#### DATA

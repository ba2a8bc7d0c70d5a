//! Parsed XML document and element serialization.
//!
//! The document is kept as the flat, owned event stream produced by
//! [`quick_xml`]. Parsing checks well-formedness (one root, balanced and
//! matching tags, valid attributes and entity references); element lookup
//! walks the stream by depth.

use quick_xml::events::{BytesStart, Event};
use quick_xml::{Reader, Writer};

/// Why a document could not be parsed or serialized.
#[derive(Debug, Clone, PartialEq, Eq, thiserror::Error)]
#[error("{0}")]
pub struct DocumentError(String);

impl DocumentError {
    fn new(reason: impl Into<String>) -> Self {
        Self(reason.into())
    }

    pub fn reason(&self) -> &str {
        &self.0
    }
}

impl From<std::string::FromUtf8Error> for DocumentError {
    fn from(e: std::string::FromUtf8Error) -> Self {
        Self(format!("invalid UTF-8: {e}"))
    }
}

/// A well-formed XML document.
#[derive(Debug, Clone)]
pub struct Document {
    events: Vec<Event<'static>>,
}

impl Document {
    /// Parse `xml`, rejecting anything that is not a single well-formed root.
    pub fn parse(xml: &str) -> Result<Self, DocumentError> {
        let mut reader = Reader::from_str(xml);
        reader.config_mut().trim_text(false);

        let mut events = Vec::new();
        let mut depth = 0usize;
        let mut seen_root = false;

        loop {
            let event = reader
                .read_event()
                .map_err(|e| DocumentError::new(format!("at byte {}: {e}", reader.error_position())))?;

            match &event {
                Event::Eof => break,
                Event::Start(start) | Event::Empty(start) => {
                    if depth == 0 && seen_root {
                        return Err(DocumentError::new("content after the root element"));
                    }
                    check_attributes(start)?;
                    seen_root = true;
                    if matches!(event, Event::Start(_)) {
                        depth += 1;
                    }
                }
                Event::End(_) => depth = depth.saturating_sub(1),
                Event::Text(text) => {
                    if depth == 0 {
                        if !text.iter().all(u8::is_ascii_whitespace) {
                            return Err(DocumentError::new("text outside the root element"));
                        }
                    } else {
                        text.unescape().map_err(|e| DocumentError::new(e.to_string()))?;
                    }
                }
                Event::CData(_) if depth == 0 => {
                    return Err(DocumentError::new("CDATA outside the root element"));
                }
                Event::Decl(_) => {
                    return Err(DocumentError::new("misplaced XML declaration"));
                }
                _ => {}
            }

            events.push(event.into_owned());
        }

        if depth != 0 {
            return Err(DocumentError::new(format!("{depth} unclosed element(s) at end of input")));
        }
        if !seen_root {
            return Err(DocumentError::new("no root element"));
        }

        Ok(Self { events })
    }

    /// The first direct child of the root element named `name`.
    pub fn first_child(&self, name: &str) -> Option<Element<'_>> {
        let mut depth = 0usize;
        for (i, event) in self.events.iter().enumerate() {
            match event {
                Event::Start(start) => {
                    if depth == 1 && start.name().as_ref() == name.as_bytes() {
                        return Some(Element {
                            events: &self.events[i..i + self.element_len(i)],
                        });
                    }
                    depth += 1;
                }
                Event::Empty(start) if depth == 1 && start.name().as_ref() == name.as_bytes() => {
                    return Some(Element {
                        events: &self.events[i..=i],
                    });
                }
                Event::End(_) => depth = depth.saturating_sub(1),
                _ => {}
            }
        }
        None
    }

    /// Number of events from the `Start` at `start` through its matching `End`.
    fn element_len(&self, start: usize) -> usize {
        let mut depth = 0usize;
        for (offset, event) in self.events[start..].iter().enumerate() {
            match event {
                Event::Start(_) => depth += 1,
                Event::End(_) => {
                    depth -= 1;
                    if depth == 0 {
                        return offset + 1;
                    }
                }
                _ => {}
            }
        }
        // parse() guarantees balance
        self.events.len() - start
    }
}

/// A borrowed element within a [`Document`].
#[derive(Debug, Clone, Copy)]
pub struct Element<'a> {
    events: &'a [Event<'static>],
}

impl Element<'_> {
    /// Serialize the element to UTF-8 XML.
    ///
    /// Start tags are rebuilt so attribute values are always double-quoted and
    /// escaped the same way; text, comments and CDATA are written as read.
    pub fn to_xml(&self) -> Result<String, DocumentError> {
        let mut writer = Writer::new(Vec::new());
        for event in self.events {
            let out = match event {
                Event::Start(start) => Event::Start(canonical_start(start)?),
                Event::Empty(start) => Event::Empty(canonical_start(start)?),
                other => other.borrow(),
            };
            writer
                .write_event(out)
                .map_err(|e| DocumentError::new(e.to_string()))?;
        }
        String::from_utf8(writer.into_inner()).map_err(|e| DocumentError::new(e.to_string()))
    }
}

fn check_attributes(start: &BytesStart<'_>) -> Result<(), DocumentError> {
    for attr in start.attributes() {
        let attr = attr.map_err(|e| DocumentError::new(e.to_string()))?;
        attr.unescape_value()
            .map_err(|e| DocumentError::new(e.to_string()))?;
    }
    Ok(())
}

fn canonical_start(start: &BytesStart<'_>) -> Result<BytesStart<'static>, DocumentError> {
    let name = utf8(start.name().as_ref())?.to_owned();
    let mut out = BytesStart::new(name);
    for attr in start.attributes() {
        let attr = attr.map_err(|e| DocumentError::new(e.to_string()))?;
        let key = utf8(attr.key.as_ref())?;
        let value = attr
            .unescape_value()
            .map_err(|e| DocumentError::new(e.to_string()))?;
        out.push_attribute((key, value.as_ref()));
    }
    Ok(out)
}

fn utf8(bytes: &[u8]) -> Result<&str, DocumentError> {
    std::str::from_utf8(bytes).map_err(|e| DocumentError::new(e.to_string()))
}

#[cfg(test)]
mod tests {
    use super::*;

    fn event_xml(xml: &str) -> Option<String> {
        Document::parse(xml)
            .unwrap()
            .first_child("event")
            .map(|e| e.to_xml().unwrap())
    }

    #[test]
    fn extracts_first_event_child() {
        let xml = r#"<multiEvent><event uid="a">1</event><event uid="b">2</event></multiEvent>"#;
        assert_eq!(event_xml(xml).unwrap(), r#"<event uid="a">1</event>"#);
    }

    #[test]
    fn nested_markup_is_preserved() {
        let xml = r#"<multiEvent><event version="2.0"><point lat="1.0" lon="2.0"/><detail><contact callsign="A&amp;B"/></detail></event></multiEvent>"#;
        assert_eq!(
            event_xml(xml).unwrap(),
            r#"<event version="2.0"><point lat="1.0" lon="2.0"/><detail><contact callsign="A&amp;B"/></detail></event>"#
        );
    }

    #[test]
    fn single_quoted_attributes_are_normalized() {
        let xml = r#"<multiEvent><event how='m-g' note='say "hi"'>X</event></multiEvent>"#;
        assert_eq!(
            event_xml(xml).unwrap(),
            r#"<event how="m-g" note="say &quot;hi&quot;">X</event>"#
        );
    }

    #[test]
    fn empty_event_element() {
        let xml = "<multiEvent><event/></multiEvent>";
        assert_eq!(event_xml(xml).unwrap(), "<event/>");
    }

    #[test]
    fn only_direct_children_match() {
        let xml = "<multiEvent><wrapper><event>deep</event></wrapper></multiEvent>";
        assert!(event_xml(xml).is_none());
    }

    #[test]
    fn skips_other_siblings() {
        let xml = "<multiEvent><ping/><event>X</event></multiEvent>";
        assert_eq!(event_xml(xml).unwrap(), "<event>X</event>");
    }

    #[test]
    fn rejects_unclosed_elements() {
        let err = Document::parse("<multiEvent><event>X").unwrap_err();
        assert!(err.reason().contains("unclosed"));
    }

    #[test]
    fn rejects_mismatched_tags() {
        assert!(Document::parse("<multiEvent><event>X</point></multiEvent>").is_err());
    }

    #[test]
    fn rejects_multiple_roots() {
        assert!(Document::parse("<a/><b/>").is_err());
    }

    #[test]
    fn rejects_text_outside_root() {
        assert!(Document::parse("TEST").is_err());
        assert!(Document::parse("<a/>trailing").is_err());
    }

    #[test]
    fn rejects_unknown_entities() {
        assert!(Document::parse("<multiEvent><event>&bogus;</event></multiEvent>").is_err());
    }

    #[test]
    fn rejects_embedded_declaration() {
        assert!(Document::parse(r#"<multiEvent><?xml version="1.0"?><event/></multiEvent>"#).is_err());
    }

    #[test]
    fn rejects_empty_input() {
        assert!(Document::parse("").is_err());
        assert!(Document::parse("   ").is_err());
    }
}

########

**GOAL OF THE EXERCISE**
In the listing, find every line containing the word "impl" and list it.

**ANSWER BELOW**
impl DocumentError {
    fn new(reason: impl Into<String>) -> Self {
impl From<std::string::FromUtf8Error> for DocumentError {
impl Document {
impl Element<'_> {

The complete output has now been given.